Ms. Wilkinson was a professional dancer for 20 years before becoming an Alexander Technique teacher.

"The professional dancing life was no longer making sense to me, so I looked around for something that would still have a connection between thinking and moving," she said.

To become certified as Alexander Technique teachers, Mr. Miller and Ms. Wilkinson had to complete a three-year, 1,600-hour training program. The other Alexander Technique instructor in the area is Lisa Levinson of Squirrel Hill.

"My experience of the Alexander method is that it's more specialized in its limited focus in getting force off the spine," said Mark Shefsiek, a Feldenkrais practitioner at UPMC's Center for Integrative Medicine in Shadyside. "It's very good about helping people with basic fundamental movements. If the pain is really focused on bad posture, then the Alexander Technique can help a lot. But if there is a structural problem, it would be less helpful."

During a lesson, a teacher will use observation and gentle touching to redirect poor alignments or postures.

"The Alexander Technique uses as its central organizing principle that all movement is the relationship between the head, neck and back," Mr. Miller said. "If there is freedom of movement in the head, neck and back, it leads to efficiency throughout the body."

According to the British study, after a year, out of 579 subjects with lower back pain, the 144 who took 24 lessons in the Alexander Technique had an average 48 percent reduction in their Roland disability score, and an 86 percent reduction in their days of pain compared with the control group of 144 subjects, who had no intervention. (The Roland-Morris questionnaire is a self-administered disability measure in which greater levels of disability are reflected by higher numbers on a 24-point scale.)

The group of 144 that relied on exercise alone showed a 17 percent decline in disability, but no decline in the number of days in pain.

The group of 147 subjects who relied on massage reported 33 percent fewer days of pain, but no decline in disability.
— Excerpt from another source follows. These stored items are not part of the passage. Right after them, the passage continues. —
use axum::{
    extract::{Path, State},
    Json,
};
use validator::Validate;

use crate::api::errors::ApiError;
use crate::api::guards::CurrentUser;
use crate::core::state::AppState;
use crate::core::time::primitive_now_utc;
use crate::schemas::attempt::{
    AttemptResponse, GradeRequest, PendingAnswerResponse, ResultSummaryResponse,
};
use crate::services::{attempts, grading, results};

pub(super) async fn list_test_attempts(
    Path(test_id): Path<String>,
    CurrentUser(user_id): CurrentUser,
    State(state): State<AppState>,
) -> Result<Json<Vec<AttemptResponse>>, ApiError> {
    let items = attempts::test_attempts(state.repos(), &test_id, &user_id).await?;
    Ok(Json(items.into_iter().map(AttemptResponse::from).collect()))
}

pub(super) async fn test_results(
    Path(test_id): Path<String>,
    CurrentUser(user_id): CurrentUser,
    State(state): State<AppState>,
) -> Result<Json<Vec<ResultSummaryResponse>>, ApiError> {
    let rows = results::test_results(state.repos(), &test_id, &user_id).await?;
    Ok(Json(rows.into_iter().map(ResultSummaryResponse::from).collect()))
}

pub(super) async fn pending_review(
    Path(test_id): Path<String>,
    CurrentUser(user_id): CurrentUser,
    State(state): State<AppState>,
) -> Result<Json<Vec<PendingAnswerResponse>>, ApiError> {
    let pending = grading::pending_review(state.repos(), &test_id, &user_id).await?;
    Ok(Json(pending.into_iter().map(PendingAnswerResponse::from).collect()))
}

pub(super) async fn grade_answer(
    Path((attempt_id, question_id)): Path<(String, String)>,
    CurrentUser(user_id): CurrentUser,
    State(state): State<AppState>,
    Json(payload): Json<GradeRequest>,
) -> Result<Json<AttemptResponse>, ApiError> {
    payload.validate().map_err(|e| ApiError::BadRequest(e.to_string()))?;

    let attempt = grading::grade_answer(
        state.repos(),
        &attempt_id,
        &question_id,
        payload.points,
        payload.feedback,
        &user_id,
        primitive_now_utc(),
    )
    .await?;
    Ok(Json(attempt.into()))
}
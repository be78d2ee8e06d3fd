use tracing_subscriber::{fmt, EnvFilter};

use crate::core::config::Settings;

pub(crate) fn init_tracing(settings: &Settings) -> anyhow::Result<()> {
    let filter = EnvFilter::try_from_default_env()
        .unwrap_or_else(|_| EnvFilter::new(settings.telemetry().log_level.clone()));

    let builder = fmt().with_env_filter(filter).with_target(false);

    if settings.telemetry().json {
        builder
            .json()
            .with_current_span(true)
            .with_span_events(fmt::format::FmtSpan::CLOSE)
            .try_init()
            .map_err(|err| anyhow::anyhow!(err.to_string()))?;
    } else {
        builder
            .with_span_events(fmt::format::FmtSpan::CLOSE)
            .try_init()
            .map_err(|err| anyhow::anyhow!(err.to_string()))?;
    }

    tracing::debug!(
        level = %settings.telemetry().log_level,
        json = settings.telemetry().json,
        "Tracing initialized"
    );

    Ok(())
}
//! Attempt lifecycle: InProgress -> Submitted.

use sqlx::types::Json;
use time::{Duration, PrimitiveDateTime};
use uuid::Uuid;

use crate::db::models::{AnswerPayload, Attempt, AttemptAnswer, Question};
use crate::db::types::{AttemptStatus, TestStatus};
use crate::repositories::{InsertOutcome, Repositories};
use crate::services::access_resolver::{self, AccessDecision};
use crate::services::errors::{ServiceError, ServiceResult};
use crate::services::scoring::{grade_answer, summarize};
use crate::services::test_lifecycle::{load_owned, load_test};

/// Loads an attempt with its answers.
pub(crate) async fn load_attempt(repos: &Repositories, attempt_id: &str) -> ServiceResult<Attempt> {
    repos.attempts.find_by_id(attempt_id).await?.ok_or_else(|| ServiceError::not_found("Attempt"))
}

/// Loads an attempt that belongs to the caller and is still in progress.
async fn load_active_for(
    repos: &Repositories,
    attempt_id: &str,
    caller_id: &str,
) -> ServiceResult<Attempt> {
    let attempt = load_attempt(repos, attempt_id).await?;
    if attempt.user_id != caller_id {
        return Err(ServiceError::Forbidden("Attempt belongs to another user"));
    }
    if attempt.status != AttemptStatus::InProgress {
        return Err(ServiceError::invalid_state("Attempt is already submitted"));
    }
    Ok(attempt)
}

/// Resumes the caller's in-progress attempt or opens a new one once the test is
/// published, available and within the attempts limit.
pub(crate) async fn start_attempt(
    repos: &Repositories,
    test_id: &str,
    user_id: &str,
    now: PrimitiveDateTime,
) -> ServiceResult<Attempt> {
    let test = load_test(repos, test_id).await?;
    if test.status != TestStatus::Published {
        return Err(ServiceError::invalid_state("Test is not published"));
    }

    if let Some(active) = repos.attempts.find_active(&test.id, user_id).await? {
        return Ok(active);
    }

    match access_resolver::resolve(repos, &test, user_id, now).await? {
        AccessDecision::Allowed => {}
        AccessDecision::NotAvailable => {
            return Err(ServiceError::invalid_state("Test is not available at this time"));
        }
        AccessDecision::NoGrant => {
            return Err(ServiceError::Forbidden("No access to this test"));
        }
    }

    let previous = repos.attempts.count_by_test_and_user(&test.id, user_id).await?;
    if previous >= i64::from(test.attempts_limit) {
        // A concurrent start may have just created the active attempt.
        if let Some(active) = repos.attempts.find_active(&test.id, user_id).await? {
            return Ok(active);
        }
        return Err(ServiceError::invalid_state("Attempts limit exceeded"));
    }

    let attempt = Attempt {
        id: Uuid::new_v4().to_string(),
        test_id: test.id.clone(),
        user_id: user_id.to_string(),
        status: AttemptStatus::InProgress,
        started_at: now,
        submitted_at: None,
        score: None,
        is_passed: None,
        answers: Vec::new(),
    };

    match repos.attempts.insert_or_get_active(&attempt).await? {
        InsertOutcome::Inserted(attempt) => {
            tracing::info!(
                attempt_id = %attempt.id,
                test_id = %attempt.test_id,
                user_id,
                attempt_number = previous + 1,
                "Attempt started"
            );
            Ok(attempt)
        }
        InsertOutcome::AlreadyExists(existing) => {
            tracing::debug!(
                attempt_id = %existing.id,
                user_id,
                "Concurrent start resolved to existing attempt"
            );
            Ok(existing)
        }
    }
}

fn validate_payload(question: &Question, payload: &AnswerPayload) -> ServiceResult<()> {
    if !payload.fits(question.question_type) {
        return Err(ServiceError::validation(format!(
            "Answer of kind '{}' does not fit this question",
            payload.kind()
        )));
    }

    let known = |option_id: &String| question.options.iter().any(|option| option.id == *option_id);
    let all_known = match payload {
        AnswerPayload::SingleOption { option_id } => known(option_id),
        AnswerPayload::MultipleOptions { option_ids } => option_ids.iter().all(known),
        AnswerPayload::Text { .. } => true,
    };
    if !all_known {
        return Err(ServiceError::validation("Answer references an unknown option"));
    }
    Ok(())
}

/// Stores the caller's answer, replacing any earlier one for the same question.
pub(crate) async fn save_answer(
    repos: &Repositories,
    attempt_id: &str,
    question_id: &str,
    payload: AnswerPayload,
    caller_id: &str,
    now: PrimitiveDateTime,
) -> ServiceResult<AttemptAnswer> {
    let attempt = load_active_for(repos, attempt_id, caller_id).await?;
    let test = load_test(repos, &attempt.test_id).await?;

    if let Some(limit) = test.time_limit_seconds {
        if now - attempt.started_at > Duration::seconds(i64::from(limit)) {
            return Err(ServiceError::invalid_state("Time limit expired"));
        }
    }

    let question = repos
        .questions
        .find_by_id(question_id)
        .await?
        .filter(|question| question.test_id == attempt.test_id)
        .ok_or_else(|| ServiceError::not_found("Question"))?;
    validate_payload(&question, &payload)?;

    let answer = AttemptAnswer {
        id: Uuid::new_v4().to_string(),
        attempt_id: attempt.id.clone(),
        question_id: question.id.clone(),
        answer: Json(payload),
        is_correct: None,
        points_awarded: None,
        manual_grading_required: false,
        feedback: None,
        created_at: now,
        updated_at: now,
    };

    repos
        .attempts
        .upsert_answer(&answer)
        .await?
        .ok_or_else(|| ServiceError::invalid_state("Attempt is already submitted"))
}

/// Grades `answers` in place and returns `(score, is_passed)`.
fn grade_stored_answers(
    questions: &[Question],
    pass_score: i32,
    graded_at: PrimitiveDateTime,
    answers: &mut [AttemptAnswer],
) -> (i32, bool) {
    for answer in answers.iter_mut() {
        let Some(question) = questions.iter().find(|question| question.id == answer.question_id)
        else {
            continue;
        };
        let grade = grade_answer(question, &answer.answer);
        answer.is_correct = (!grade.manual_grading_required).then_some(grade.is_correct);
        answer.points_awarded = Some(grade.points);
        answer.manual_grading_required = grade.manual_grading_required;
        answer.updated_at = graded_at;
    }

    let summary = summarize(questions, answers);
    (summary.score, summary.score >= pass_score)
}

/// Grades every answer and closes the attempt. Grading runs against the
/// answers stored when the attempt is locked, and the status change is the only
/// gate against a double submit.
pub(crate) async fn submit_attempt(
    repos: &Repositories,
    attempt_id: &str,
    caller_id: &str,
    now: PrimitiveDateTime,
) -> ServiceResult<Attempt> {
    let attempt = load_active_for(repos, attempt_id, caller_id).await?;
    let test = load_test(repos, &attempt.test_id).await?;
    let questions = repos.questions.list_by_test(&test.id).await?;

    let grade = |answers: &mut [AttemptAnswer]| {
        grade_stored_answers(&questions, test.pass_score, now, answers)
    };
    let attempt = repos
        .attempts
        .finalize(&attempt.id, now, &grade)
        .await?
        .ok_or_else(|| ServiceError::invalid_state("Attempt is already submitted"))?;

    let summary = summarize(&questions, &attempt.answers);
    tracing::info!(
        attempt_id = %attempt.id,
        test_id = %test.id,
        score = summary.score,
        earned_points = summary.earned_points,
        total_points = summary.total_points,
        "Attempt submitted"
    );
    Ok(attempt)
}

/// Visible to the student who made the attempt and to the test owner.
pub(crate) async fn get_attempt(
    repos: &Repositories,
    attempt_id: &str,
    caller_id: &str,
) -> ServiceResult<Attempt> {
    let attempt = load_attempt(repos, attempt_id).await?;
    if attempt.user_id == caller_id {
        return Ok(attempt);
    }
    let test = load_test(repos, &attempt.test_id).await?;
    if test.owner_user_id != caller_id {
        return Err(ServiceError::Forbidden("Attempt belongs to another user"));
    }
    Ok(attempt)
}

pub(crate) async fn my_attempts(repos: &Repositories, caller_id: &str) -> ServiceResult<Vec<Attempt>> {
    Ok(repos.attempts.list_by_user(caller_id).await?)
}

/// Every attempt on a test, for its owner.
pub(crate) async fn test_attempts(
    repos: &Repositories,
    test_id: &str,
    caller_id: &str,
) -> ServiceResult<Vec<Attempt>> {
    let test = load_owned(repos, test_id, caller_id).await?;
    Ok(repos.attempts.list_by_test(&test.id).await?)
}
Though 24 lessons in the Alexander Technique produced the best results, the results were nearly as good for those who took just six lessons, but exercised regularly, the British researchers said. People in this group reported a 42 percent decline in disability and an 86 percent decline in days of pain.

Mr. Miller said he charges between $50 and $100 for an hour session. He encourages students to commit to 10 lessons, but doesn't require it.

"Ideally, things really start making sense to the student around lesson four or five," Mr. Miller said.

Ms. Wilkinson charges $50 for a 45-minute lesson.

"It's sort of like a music lesson," she said. "If you want to learn to play a few tunes, that would be three to four lessons. If you want to play something more complex, that would be 10 to 20 lessons."

Dr. Nancy Lavelle, a clinical psychologist in Oakland, has had about a dozen sessions with Mr. Miller.

"I feel better," she said. "I have a more integrated sense of the mind-body connection. My stress level decreased. My muscle tension abated. I would walk in, in one state, and walk out with a lightness of being."